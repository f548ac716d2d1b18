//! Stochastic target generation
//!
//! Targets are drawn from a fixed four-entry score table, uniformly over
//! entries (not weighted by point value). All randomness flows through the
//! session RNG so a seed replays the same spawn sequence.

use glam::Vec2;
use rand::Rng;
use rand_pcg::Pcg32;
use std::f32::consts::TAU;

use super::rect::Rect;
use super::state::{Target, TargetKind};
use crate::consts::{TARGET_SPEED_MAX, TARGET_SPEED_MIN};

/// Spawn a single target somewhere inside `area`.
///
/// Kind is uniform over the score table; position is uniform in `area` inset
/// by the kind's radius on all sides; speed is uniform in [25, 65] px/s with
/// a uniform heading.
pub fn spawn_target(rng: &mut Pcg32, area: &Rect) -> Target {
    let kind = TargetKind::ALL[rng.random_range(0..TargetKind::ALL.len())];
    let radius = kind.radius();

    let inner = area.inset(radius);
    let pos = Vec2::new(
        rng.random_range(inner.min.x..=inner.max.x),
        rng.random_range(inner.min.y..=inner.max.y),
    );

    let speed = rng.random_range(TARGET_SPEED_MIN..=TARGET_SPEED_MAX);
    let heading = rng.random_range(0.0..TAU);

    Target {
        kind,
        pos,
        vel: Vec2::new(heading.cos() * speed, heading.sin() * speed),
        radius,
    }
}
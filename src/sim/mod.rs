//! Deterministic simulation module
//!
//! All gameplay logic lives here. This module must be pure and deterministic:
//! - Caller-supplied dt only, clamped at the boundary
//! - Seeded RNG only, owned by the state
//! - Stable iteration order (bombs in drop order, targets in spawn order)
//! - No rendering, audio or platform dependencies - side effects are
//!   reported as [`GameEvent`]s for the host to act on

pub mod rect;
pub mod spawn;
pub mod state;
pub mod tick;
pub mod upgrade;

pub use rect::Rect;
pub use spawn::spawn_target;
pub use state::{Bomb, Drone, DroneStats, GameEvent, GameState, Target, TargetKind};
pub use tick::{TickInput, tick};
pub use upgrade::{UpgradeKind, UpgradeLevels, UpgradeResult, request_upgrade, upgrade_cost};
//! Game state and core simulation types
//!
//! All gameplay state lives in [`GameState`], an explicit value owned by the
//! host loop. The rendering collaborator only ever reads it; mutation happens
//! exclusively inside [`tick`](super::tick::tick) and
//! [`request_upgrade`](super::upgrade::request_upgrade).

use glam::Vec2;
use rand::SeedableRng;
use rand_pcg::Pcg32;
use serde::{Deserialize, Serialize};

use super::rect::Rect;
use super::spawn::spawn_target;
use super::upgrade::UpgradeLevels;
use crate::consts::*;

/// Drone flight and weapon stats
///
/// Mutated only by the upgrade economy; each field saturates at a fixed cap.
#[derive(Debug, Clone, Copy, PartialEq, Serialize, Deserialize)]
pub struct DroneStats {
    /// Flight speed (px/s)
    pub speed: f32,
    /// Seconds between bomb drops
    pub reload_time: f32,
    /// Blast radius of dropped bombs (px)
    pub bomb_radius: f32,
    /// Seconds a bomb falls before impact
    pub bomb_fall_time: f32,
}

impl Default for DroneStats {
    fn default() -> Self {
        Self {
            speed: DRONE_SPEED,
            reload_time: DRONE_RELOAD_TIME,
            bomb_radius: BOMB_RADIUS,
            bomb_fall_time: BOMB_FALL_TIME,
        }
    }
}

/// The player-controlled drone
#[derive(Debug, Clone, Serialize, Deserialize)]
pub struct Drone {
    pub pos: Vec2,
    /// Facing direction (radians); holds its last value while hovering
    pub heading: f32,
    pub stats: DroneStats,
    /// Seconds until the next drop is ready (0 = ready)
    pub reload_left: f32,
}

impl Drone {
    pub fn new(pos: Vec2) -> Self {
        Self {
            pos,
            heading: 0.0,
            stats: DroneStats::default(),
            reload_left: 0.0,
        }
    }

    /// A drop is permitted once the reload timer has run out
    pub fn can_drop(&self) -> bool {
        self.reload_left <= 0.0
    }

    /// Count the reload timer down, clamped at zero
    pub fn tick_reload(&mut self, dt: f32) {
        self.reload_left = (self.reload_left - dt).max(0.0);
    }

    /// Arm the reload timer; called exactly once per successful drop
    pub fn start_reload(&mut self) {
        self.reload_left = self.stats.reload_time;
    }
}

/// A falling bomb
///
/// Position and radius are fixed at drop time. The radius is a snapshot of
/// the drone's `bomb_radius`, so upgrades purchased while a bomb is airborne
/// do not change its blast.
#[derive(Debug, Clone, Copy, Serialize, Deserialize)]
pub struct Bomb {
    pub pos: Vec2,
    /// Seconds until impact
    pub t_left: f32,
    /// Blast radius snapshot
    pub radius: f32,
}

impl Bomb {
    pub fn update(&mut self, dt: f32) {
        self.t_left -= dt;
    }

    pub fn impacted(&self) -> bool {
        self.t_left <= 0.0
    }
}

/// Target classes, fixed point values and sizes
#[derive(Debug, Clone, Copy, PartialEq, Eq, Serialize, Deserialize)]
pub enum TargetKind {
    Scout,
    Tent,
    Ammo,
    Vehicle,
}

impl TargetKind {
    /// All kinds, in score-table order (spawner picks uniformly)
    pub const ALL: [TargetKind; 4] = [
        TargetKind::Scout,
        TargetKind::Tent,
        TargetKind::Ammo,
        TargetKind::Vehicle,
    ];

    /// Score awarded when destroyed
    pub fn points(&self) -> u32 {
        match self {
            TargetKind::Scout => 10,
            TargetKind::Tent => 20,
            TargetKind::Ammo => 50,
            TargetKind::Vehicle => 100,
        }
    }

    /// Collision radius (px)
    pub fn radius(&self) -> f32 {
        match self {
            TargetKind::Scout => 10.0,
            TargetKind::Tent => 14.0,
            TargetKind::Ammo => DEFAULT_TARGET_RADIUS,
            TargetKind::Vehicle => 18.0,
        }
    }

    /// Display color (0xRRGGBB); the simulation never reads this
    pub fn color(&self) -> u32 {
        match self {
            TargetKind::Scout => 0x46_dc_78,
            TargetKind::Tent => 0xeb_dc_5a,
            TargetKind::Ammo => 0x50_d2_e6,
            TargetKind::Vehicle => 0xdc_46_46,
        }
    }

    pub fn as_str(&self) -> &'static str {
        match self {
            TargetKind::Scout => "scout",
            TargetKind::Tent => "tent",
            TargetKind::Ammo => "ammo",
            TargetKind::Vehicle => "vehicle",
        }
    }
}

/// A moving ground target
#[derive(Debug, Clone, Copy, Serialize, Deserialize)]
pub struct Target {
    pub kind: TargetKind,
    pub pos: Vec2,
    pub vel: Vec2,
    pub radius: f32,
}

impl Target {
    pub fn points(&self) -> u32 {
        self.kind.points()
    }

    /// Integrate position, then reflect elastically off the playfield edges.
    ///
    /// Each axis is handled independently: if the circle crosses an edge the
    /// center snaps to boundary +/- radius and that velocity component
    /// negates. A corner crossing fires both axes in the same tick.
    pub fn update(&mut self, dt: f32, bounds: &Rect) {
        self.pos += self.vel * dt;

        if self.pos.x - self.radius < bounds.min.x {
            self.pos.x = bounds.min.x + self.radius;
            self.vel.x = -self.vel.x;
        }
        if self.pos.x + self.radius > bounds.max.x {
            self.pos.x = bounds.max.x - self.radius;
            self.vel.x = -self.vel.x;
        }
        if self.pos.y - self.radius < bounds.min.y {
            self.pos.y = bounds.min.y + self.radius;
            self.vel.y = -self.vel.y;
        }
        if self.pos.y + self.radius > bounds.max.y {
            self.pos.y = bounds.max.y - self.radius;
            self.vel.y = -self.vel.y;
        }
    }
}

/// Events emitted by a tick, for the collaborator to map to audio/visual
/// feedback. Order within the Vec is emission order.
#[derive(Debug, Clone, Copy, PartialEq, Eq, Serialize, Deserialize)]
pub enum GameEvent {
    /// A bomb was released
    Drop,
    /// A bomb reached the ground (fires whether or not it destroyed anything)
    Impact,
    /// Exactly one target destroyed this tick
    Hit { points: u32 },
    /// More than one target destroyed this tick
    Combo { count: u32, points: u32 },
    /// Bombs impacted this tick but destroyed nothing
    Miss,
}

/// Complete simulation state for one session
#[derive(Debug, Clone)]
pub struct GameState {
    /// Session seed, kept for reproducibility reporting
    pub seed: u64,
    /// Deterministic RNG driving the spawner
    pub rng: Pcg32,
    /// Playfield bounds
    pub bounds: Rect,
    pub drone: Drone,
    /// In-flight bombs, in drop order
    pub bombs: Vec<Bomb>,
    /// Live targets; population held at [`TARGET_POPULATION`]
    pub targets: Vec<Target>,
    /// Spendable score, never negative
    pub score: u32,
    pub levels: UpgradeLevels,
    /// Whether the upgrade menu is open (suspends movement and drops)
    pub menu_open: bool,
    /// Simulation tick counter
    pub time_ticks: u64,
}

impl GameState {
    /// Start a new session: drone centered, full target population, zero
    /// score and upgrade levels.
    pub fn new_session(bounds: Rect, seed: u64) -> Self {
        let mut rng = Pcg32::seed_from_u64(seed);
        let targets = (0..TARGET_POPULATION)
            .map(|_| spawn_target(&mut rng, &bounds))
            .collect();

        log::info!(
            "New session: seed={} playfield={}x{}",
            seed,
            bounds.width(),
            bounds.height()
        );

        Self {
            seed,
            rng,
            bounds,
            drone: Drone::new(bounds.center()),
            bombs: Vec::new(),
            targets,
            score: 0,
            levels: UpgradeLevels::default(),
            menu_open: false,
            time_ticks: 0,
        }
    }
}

***

Write out each line above containing "fixed".

//! Targets are drawn from a fixed four-entry score table, uniformly over
/// Mutated only by the upgrade economy; each field saturates at a fixed cap.
/// Position and radius are fixed at drop time. The radius is a snapshot of
/// Target classes, fixed point values and sizes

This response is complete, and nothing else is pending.